Detection of fibular rotational changes in cone beam CT: experimental study in a specimen model

Background: In syndesmotic injuries, incorrect reduction leads to early arthrosis of the ankle joint. Being able to analyze the reduction result is therefore crucial for obtaining an anatomical reduction. Several studies that assess fibular rotation in the incisura have already been published. The aim of the study was to validate measurement methods that use cone beam computed tomography imaging to detect rotational malpositions of the fibula in a standardized specimen model. Methods: An artificial Maisonneuve injury was created on 16 pairs of fresh-frozen lower legs. Using a stable instrument, rotational malpositions of 5, 10, and 15° internal and external rotation were generated.
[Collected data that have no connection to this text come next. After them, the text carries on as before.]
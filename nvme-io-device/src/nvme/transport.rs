//! NVMe transport identifier.
//!
//! Controllers are reached over PCIe only and are named by their PCI
//! address. The device layer uses the identifier to name controllers in
//! diagnostics and to let a probe policy pick which controllers to attach.

use std::fmt;

use crate::error::{Error, Result};

/// PCIe transport identifier of a controller.
///
/// # Example
///
/// ```
/// use nvme_io_device::nvme::TransportId;
///
/// let trid = TransportId::pcie("0000:00:04.0")?;
/// assert_eq!(trid.address(), "0000:00:04.0");
/// assert_eq!(trid.to_string(), "trtype:PCIe traddr:0000:00:04.0");
///
/// // Domain defaults to 0000
/// assert_eq!(TransportId::pcie("00:04.0")?, trid);
/// # Ok::<(), nvme_io_device::Error>(())
/// ```
#[derive(Debug, Clone, PartialEq, Eq, Hash)]
pub struct TransportId {
    traddr: String,
}

impl TransportId {
    /// Create a PCIe transport ID from a BDF address
    /// (`[domain:]bus:device.function`, e.g. "0000:00:04.0").
    pub fn pcie(addr: &str) -> Result<Self> {
        let invalid = || Error::InvalidArgument(format!("invalid PCI address: {addr}"));

        let (head, function) = addr.rsplit_once('.').ok_or_else(invalid)?;
        let mut parts: Vec<&str> = head.split(':').collect();
        if parts.len() == 2 {
            parts.insert(0, "0000");
        }
        let [domain, bus, device] = parts[..] else {
            return Err(invalid());
        };

        let field = |s: &str, width: usize, max: u32| {
            if s.is_empty() || s.len() > width {
                return None;
            }
            u32::from_str_radix(s, 16).ok().filter(|v| *v <= max)
        };
        let domain = field(domain, 4, 0xffff).ok_or_else(invalid)?;
        let bus = field(bus, 2, 0xff).ok_or_else(invalid)?;
        let device = field(device, 2, 0x1f).ok_or_else(invalid)?;
        let function = field(function, 1, 0x7).ok_or_else(invalid)?;

        Ok(Self {
            traddr: format!("{domain:04x}:{bus:02x}:{device:02x}.{function:x}"),
        })
    }

    /// Normalized PCI address.
    pub fn address(&self) -> &str {
        &self.traddr
    }
}

impl fmt::Display for TransportId {
    fn fmt(&self, f: &mut fmt::Formatter<'_>) -> fmt::Result {
        write!(f, "trtype:PCIe traddr:{}", self.traddr)
    }
}
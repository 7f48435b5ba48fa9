//! Completion dispatch.
//!
//! Every request ends in one of the functions below. Each consumes the
//! context, so the callback fires once and the context is freed right after.

use tracing::{debug, warn};

use crate::context::{IoContext, IoDirection};
use crate::nvme::NvmeCompletion;

/// Deliver a device completion.
pub(crate) fn complete(mut io: Box<IoContext>, cpl: NvmeCompletion) {
    if cpl.is_error() {
        warn!(
            sqid = cpl.sqid,
            cid = cpl.cid,
            nsid = io.nsid(),
            lba = io.lba(),
            "I/O error status: {}",
            cpl.status.as_str()
        );
        io.finish(i32::from(cpl.status_raw()), 0);
        return;
    }

    if io.direction() == IoDirection::Read {
        io.copy_to_dest();
    }
    let bytes = io.len();
    io.finish(0, bytes);
}

/// Fail a request the driver refused to issue.
pub(crate) fn fail(io: Box<IoContext>, rc: i32) {
    debug!(nsid = io.nsid(), lba = io.lba(), rc, "command issuance failed");
    io.finish(rc, 0);
}

/// Cancel a request that never reached the device.
pub(crate) fn cancel(io: Box<IoContext>) {
    io.finish(-libc::ECANCELED, 0);
}
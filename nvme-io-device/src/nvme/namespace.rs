//! NVMe namespace.
//!
//! Geometry of a namespace as reported by its controller during enumeration.

/// NVMe namespace description.
///
/// Obtained from [`NvmeController::namespace()`](super::NvmeController::namespace)
/// or [`NvmeController::namespaces()`](super::NvmeController::namespaces).
#[derive(Debug, Clone, Copy, PartialEq, Eq)]
pub struct NvmeNamespace {
    id: u32,
    sector_size: u32,
    num_sectors: u64,
    active: bool,
}

impl NvmeNamespace {
    pub fn new(id: u32, sector_size: u32, num_sectors: u64, active: bool) -> Self {
        Self {
            id,
            sector_size,
            num_sectors,
            active,
        }
    }

    /// Get namespace ID.
    pub fn id(&self) -> u32 {
        self.id
    }

    /// Get sector size in bytes.
    pub fn sector_size(&self) -> u32 {
        self.sector_size
    }

    /// Get total number of sectors.
    pub fn num_sectors(&self) -> u64 {
        self.num_sectors
    }

    /// Get total size in bytes.
    pub fn size(&self) -> u64 {
        self.num_sectors * self.sector_size as u64
    }

    /// Check if namespace is active.
    pub fn is_active(&self) -> bool {
        self.active
    }
}
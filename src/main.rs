//! Claude Code CLI - Entry Point

use claude_code_cli::command::{self, CommandContext, DemoRequest, DEFAULT_DEMO_MAX_TURNS};
use claude_code_cli::config::{self, CliOverrides};
use claude_code_cli::model::{AppError, CommandError, PermissionMode, QueryOptions, PERMISSION_MODES};
use claude_code_cli::sdk::{ClaudeCliLauncher, ReplayLauncher, SessionLauncher};
use claude_code_cli::telemetry::{TelemetryEmitter, TelemetryMode};
use claude_code_cli::tools::demo::DEFAULT_DEMO_PROMPT;
use clap::builder::{PossibleValuesParser, TypedValueParser};
use clap::{CommandFactory, Parser, Subcommand};
use std::path::PathBuf;
use std::process::ExitCode;
use tracing::info;

/// Drive Claude Code from the command line with Braintrust telemetry
#[derive(Parser, Debug)]
#[command(name = "claude-code-cli")]
#[command(version)]
#[command(about = "Run Claude Code queries and tool demos, logging every event to Braintrust")]
pub struct Args {
    /// Path to configuration file
    #[arg(long, global = true)]
    pub config: Option<PathBuf>,

    /// Replay a recorded stream-json transcript instead of starting Claude Code
    #[arg(long, global = true, value_name = "PATH")]
    pub replay: Option<PathBuf>,

    /// Command to run
    #[command(subcommand)]
    pub command: Option<Commands>,
}

/// Available commands.
#[derive(Subcommand, Debug, PartialEq)]
pub enum Commands {
    /// Send a single prompt to Claude Code
    Query(QueryArgs),
    /// Demonstrate in-process tools against a sample customer
    DemoTools(DemoArgs),
}

/// Flags of `query`.
#[derive(clap::Args, Debug, PartialEq)]
pub struct QueryArgs {
    /// Prompt to send
    pub prompt: String,

    /// System prompt override
    #[arg(long = "system")]
    pub system: Option<String>,

    /// Model to use
    #[arg(long)]
    pub model: Option<String>,

    /// Tool the agent may use without asking (repeatable)
    #[arg(long = "allow-tool", value_name = "TOOL")]
    pub allow_tool: Vec<String>,

    /// Permission policy
    #[arg(long, value_parser = PossibleValuesParser::new(PERMISSION_MODES).try_map(|s| s.parse::<PermissionMode>()))]
    pub permission_mode: Option<PermissionMode>,

    /// Working directory for the agent
    #[arg(long)]
    pub cwd: Option<PathBuf>,

    /// Maximum number of agent turns
    #[arg(long)]
    pub max_turns: Option<u32>,
}

/// Flags of `demo-tools`.
#[derive(clap::Args, Debug, PartialEq)]
pub struct DemoArgs {
    /// Prompt to send
    #[arg(long, default_value = DEFAULT_DEMO_PROMPT)]
    pub prompt: String,

    /// Maximum number of agent turns
    #[arg(long, default_value_t = DEFAULT_DEMO_MAX_TURNS)]
    pub max_turns: u32,

    /// Model to use
    #[arg(long)]
    pub model: Option<String>,

    /// Working directory for the agent
    #[arg(long)]
    pub cwd: Option<PathBuf>,
}

impl Commands {
    fn overrides(&self) -> CliOverrides {
        match self {
            Commands::Query(q) => CliOverrides {
                model: q.model.clone(),
                permission_mode: q.permission_mode,
                max_turns: q.max_turns,
            },
            Commands::DemoTools(d) => CliOverrides {
                model: d.model.clone(),
                permission_mode: None,
                max_turns: Some(d.max_turns),
            },
        }
    }
}

fn main() -> ExitCode {
    let args = Args::parse();

    let Some(command) = args.command else {
        let _ = Args::command().print_help();
        return ExitCode::FAILURE;
    };

    match run(args.config, args.replay, command) {
        Ok(()) => ExitCode::SUCCESS,
        Err(err) => {
            eprintln!("Error: {err}");
            ExitCode::FAILURE
        }
    }
}

fn run(config_path: Option<PathBuf>, replay: Option<PathBuf>, command: Commands) -> Result<(), AppError> {
    // Defaults → Config File → Env Vars → CLI Args
    let config = config::resolve(config_path, command.overrides())?;

    claude_code_cli::logging::init(config.log_file_path.as_deref())?;
    info!(config = ?config, "Configuration loaded and resolved");

    let telemetry = TelemetryEmitter::from_mode(&TelemetryMode::from_env(config.otlp_endpoint.as_deref()));

    let launcher: Box<dyn SessionLauncher> = match replay {
        Some(path) => Box::new(ReplayLauncher::from_path(&path).map_err(CommandError::from)?),
        None => Box::new(ClaudeCliLauncher::new(&config.claude_path)),
    };

    let stdout = std::io::stdout();
    let mut out = stdout.lock();
    let mut ctx = CommandContext {
        launcher: launcher.as_ref(),
        telemetry: &telemetry,
        out: &mut out,
    };

    let result = match command {
        Commands::Query(q) => {
            let options = QueryOptions {
                system_prompt: q.system,
                allowed_tools: q.allow_tool,
                permission_mode: config.permission_mode,
                model: config.model,
                cwd: q.cwd,
                max_turns: config.max_turns,
            };
            command::run_query(&mut ctx, &q.prompt, options)
        }
        Commands::DemoTools(d) => {
            let demo = DemoRequest {
                prompt: d.prompt,
                max_turns: config.max_turns.unwrap_or(DEFAULT_DEMO_MAX_TURNS),
                model: config.model,
                cwd: d.cwd,
            };
            command::run_demo_tools(&mut ctx, &demo)
        }
    };

    telemetry.shutdown();
    result.map_err(AppError::from)
}

#[cfg(test)]
mod tests {
    use super::*;

    #[test]
    fn test_help_does_not_error() {
        let err = Args::try_parse_from(["claude-code-cli", "--help"]).unwrap_err();
        assert_eq!(err.kind(), clap::error::ErrorKind::DisplayHelp);
    }

    #[test]
    fn test_version_does_not_error() {
        let err = Args::try_parse_from(["claude-code-cli", "--version"]).unwrap_err();
        assert_eq!(err.kind(), clap::error::ErrorKind::DisplayVersion);
    }

    #[test]
    fn test_no_args_has_no_command() {
        let args = Args::try_parse_from(["claude-code-cli"]).unwrap();
        assert_eq!(args.command, None);
        assert_eq!(args.config, None);
        assert_eq!(args.replay, None);
    }

    #[test]
    fn test_query_collects_repeated_allow_tool() {
        let args = Args::try_parse_from([
            "claude-code-cli",
            "query",
            "List files",
            "--allow-tool",
            "Read",
            "--allow-tool",
            "Bash",
            "--permission-mode",
            "acceptEdits",
            "--max-turns",
            "2",
        ])
        .unwrap();

        let Some(Commands::Query(q)) = args.command else {
            panic!("expected query");
        };
        assert_eq!(q.prompt, "List files");
        assert_eq!(q.allow_tool, vec!["Read", "Bash"]);
        assert_eq!(q.permission_mode, Some(PermissionMode::AcceptEdits));
        assert_eq!(q.max_turns, Some(2));
        assert_eq!(q.system, None);
    }

    #[test]
    fn test_query_requires_prompt() {
        let err = Args::try_parse_from(["claude-code-cli", "query"]).unwrap_err();
        assert_eq!(err.kind(), clap::error::ErrorKind::MissingRequiredArgument);
    }

    #[test]
    fn test_query_rejects_unknown_permission_mode() {
        let err = Args::try_parse_from(["claude-code-cli", "query", "hi", "--permission-mode", "yolo"])
            .unwrap_err();
        assert_eq!(err.kind(), clap::error::ErrorKind::InvalidValue);
    }

    #[test]
    fn test_demo_tools_defaults() {
        let args = Args::try_parse_from(["claude-code-cli", "demo-tools"]).unwrap();
        let Some(Commands::DemoTools(d)) = args.command else {
            panic!("expected demo-tools");
        };
        assert_eq!(d.prompt, DEFAULT_DEMO_PROMPT);
        assert_eq!(d.max_turns, 4);
        assert_eq!(d.model, None);
    }

    #[test]
    fn test_global_flags_after_subcommand() {
        let args = Args::try_parse_from([
            "claude-code-cli",
            "demo-tools",
            "--replay",
            "session.jsonl",
            "--config",
            "cfg.toml",
        ])
        .unwrap();
        assert_eq!(args.replay, Some(PathBuf::from("session.jsonl")));
        assert_eq!(args.config, Some(PathBuf::from("cfg.toml")));
    }

    #[test]
    fn test_demo_overrides_carry_max_turns() {
        let command = Commands::DemoTools(DemoArgs {
            prompt: "p".into(),
            max_turns: 7,
            model: Some("m".into()),
            cwd: None,
        });
        assert_eq!(
            command.overrides(),
            CliOverrides {
                model: Some("m".into()),
                permission_mode: None,
                max_turns: Some(7),
            }
        );
    }
}
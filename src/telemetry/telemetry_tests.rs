//! Tests for mode resolution and the emitter.

use super::*;
use serde_json::json;
use std::collections::HashMap;
use std::net::TcpListener;
use std::sync::Mutex;
use std::time::Instant;

fn env(pairs: &[(&str, &str)]) -> impl Fn(&str) -> Option<String> {
    let map: HashMap<String, String> = pairs
        .iter()
        .map(|(k, v)| (k.to_string(), v.to_string()))
        .collect();
    move |key: &str| map.get(key).cloned()
}

#[derive(Clone, Default)]
struct RecordingExporter {
    seen: Arc<Mutex<Vec<String>>>,
    fail: bool,
}

impl LogExporter for RecordingExporter {
    fn export(&self, _resource: &Resource, record: &TelemetryRecord) -> Result<(), TelemetryError> {
        self.seen.lock().unwrap().push(record.event_type().to_string());
        if self.fail {
            return Err(TelemetryError::Status {
                status: 503,
                body: "unavailable".into(),
            });
        }
        Ok(())
    }
}

fn resource() -> Resource {
    Resource::for_config(&BraintrustConfig {
        api_key: "k".into(),
        project_id: "p".into(),
        endpoint: DEFAULT_OTLP_ENDPOINT.into(),
        service_name: DEFAULT_SERVICE_NAME.into(),
        service_version: None,
    })
}

// ===== Mode resolution =====

#[test]
fn resolve_without_api_key_is_console_only() {
    let mode = TelemetryMode::resolve(env(&[(ENV_PROJECT_ID, "p")]), None);
    assert_eq!(
        mode,
        TelemetryMode::ConsoleOnly {
            reason: "BRAINTRUST_API_KEY not set".into()
        }
    );
}

#[test]
fn resolve_without_project_is_console_only() {
    let mode = TelemetryMode::resolve(env(&[(ENV_API_KEY, "k")]), None);
    assert!(matches!(mode, TelemetryMode::ConsoleOnly { reason } if reason.contains(ENV_PROJECT_ID)));
}

#[test]
fn resolve_treats_blank_values_as_unset() {
    let mode = TelemetryMode::resolve(env(&[(ENV_API_KEY, "  "), (ENV_PROJECT_ID, "p")]), None);
    assert!(matches!(mode, TelemetryMode::ConsoleOnly { .. }));
}

#[test]
fn resolve_uses_defaults_when_only_credentials_set() {
    let mode = TelemetryMode::resolve(env(&[(ENV_API_KEY, "k"), (ENV_PROJECT_ID, "p")]), None);
    let TelemetryMode::Otlp(config) = mode else {
        panic!("expected OTLP mode");
    };
    assert_eq!(config.endpoint, DEFAULT_OTLP_ENDPOINT);
    assert_eq!(config.service_name, DEFAULT_SERVICE_NAME);
    assert_eq!(config.service_version, None);
}

#[test]
fn resolve_endpoint_env_beats_config_fallback() {
    let lookup = env(&[
        (ENV_API_KEY, "k"),
        (ENV_PROJECT_ID, "p"),
        (ENV_ENDPOINT, "http://env/logs"),
    ]);
    let TelemetryMode::Otlp(config) = TelemetryMode::resolve(lookup, Some("http://file/logs")) else {
        panic!("expected OTLP mode");
    };
    assert_eq!(config.endpoint, "http://env/logs");

    let lookup = env(&[(ENV_API_KEY, "k"), (ENV_PROJECT_ID, "p")]);
    let TelemetryMode::Otlp(config) = TelemetryMode::resolve(lookup, Some("http://file/logs")) else {
        panic!("expected OTLP mode");
    };
    assert_eq!(config.endpoint, "http://file/logs");
}

#[test]
fn braintrust_config_debug_redacts_key() {
    let config = BraintrustConfig {
        api_key: "sk-secret".into(),
        project_id: "p".into(),
        endpoint: DEFAULT_OTLP_ENDPOINT.into(),
        service_name: DEFAULT_SERVICE_NAME.into(),
        service_version: None,
    };
    let debug = format!("{config:?}");
    assert!(!debug.contains("sk-secret"));
    assert!(debug.contains("<redacted>"));
}

// ===== Emitter =====

#[test]
fn console_only_mode_builds_no_exporter() {
    let emitter = TelemetryEmitter::from_mode(&TelemetryMode::ConsoleOnly {
        reason: "test".into(),
    });
    assert!(emitter.is_console_only());
    emitter.emit(TelemetryRecord::new("demo.start", &json!({"prompt": "hi"})));
    emitter.shutdown();
}

#[test]
fn emitter_exports_records_in_order() {
    let exporter = RecordingExporter::default();
    let seen = Arc::clone(&exporter.seen);

    let emitter = TelemetryEmitter::with_exporter(resource(), Box::new(exporter));
    assert!(!emitter.is_console_only());
    for event_type in ["query.start", "assistant.text", "result.summary"] {
        emitter.emit(TelemetryRecord::new(event_type, &json!({})));
    }
    emitter.shutdown();

    assert_eq!(
        *seen.lock().unwrap(),
        vec!["query.start", "assistant.text", "result.summary"]
    );
}

#[test]
fn emitter_survives_export_failures() {
    let exporter = RecordingExporter {
        fail: true,
        ..RecordingExporter::default()
    };
    let seen = Arc::clone(&exporter.seen);

    let emitter = TelemetryEmitter::with_exporter(resource(), Box::new(exporter));
    emitter.emit(TelemetryRecord::new("a", &json!({})));
    emitter.emit(TelemetryRecord::new("b", &json!({})));
    drop(emitter);

    assert_eq!(seen.lock().unwrap().len(), 2);
}

#[test]
fn shutdown_gives_up_on_a_collector_that_never_answers() {
    // Connections are accepted by the kernel backlog but never read
    let listener = TcpListener::bind("127.0.0.1:0").unwrap();
    let port = listener.local_addr().unwrap().port();
    let exporter = HttpExporter::new(&BraintrustConfig {
        api_key: "k".into(),
        project_id: "p".into(),
        endpoint: format!("http://127.0.0.1:{port}/otel/v1/logs"),
        service_name: DEFAULT_SERVICE_NAME.into(),
        service_version: None,
    })
    .unwrap();

    let emitter = TelemetryEmitter::with_exporter(resource(), Box::new(exporter))
        .with_flush_timeout(Duration::from_millis(200));
    for event_type in ["demo.start", "assistant.text", "demo.complete"] {
        emitter.emit(TelemetryRecord::new(event_type, &json!({})));
    }

    let started = Instant::now();
    emitter.shutdown();
    assert!(
        started.elapsed() < Duration::from_secs(3),
        "shutdown blocked for {:?}",
        started.elapsed()
    );
    drop(listener);
}

#[test]
fn shutdown_waits_for_a_fast_exporter_within_the_deadline() {
    let exporter = RecordingExporter::default();
    let seen = Arc::clone(&exporter.seen);

    let emitter = TelemetryEmitter::with_exporter(resource(), Box::new(exporter))
        .with_flush_timeout(Duration::from_secs(5));
    for _ in 0..20 {
        emitter.emit(TelemetryRecord::new("tool.lookup_user_profile", &json!({})));
    }
    emitter.shutdown();

    assert_eq!(seen.lock().unwrap().len(), 20);
}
For each malposition of the fibula, a cone beam computed tomography scan was performed. Subsequently, the malpositions were measured and statistically evaluated with t-tests using two measuring methods: angle (γ) at 10 mm proximal to the tibial joint line and the angle (δ) at 6 mm distal to the talar joint line. Results: Rotational malpositions of ≥ 10° could be reliably displayed in the 3D images using the measuring method with angle δ. For angle γ significant results could only be displayed for an external rotation malposition of 15°. Conclusions: Clinically relevant rotational malpositions of the fibula in comparison with an uninjured contralateral side can be reliably detected using intraoperative 3D imaging with a C-arm cone beam computed tomography. This may allow surgeons to achieve better reduction of fibular malpositions in the incisura tibiofibularis.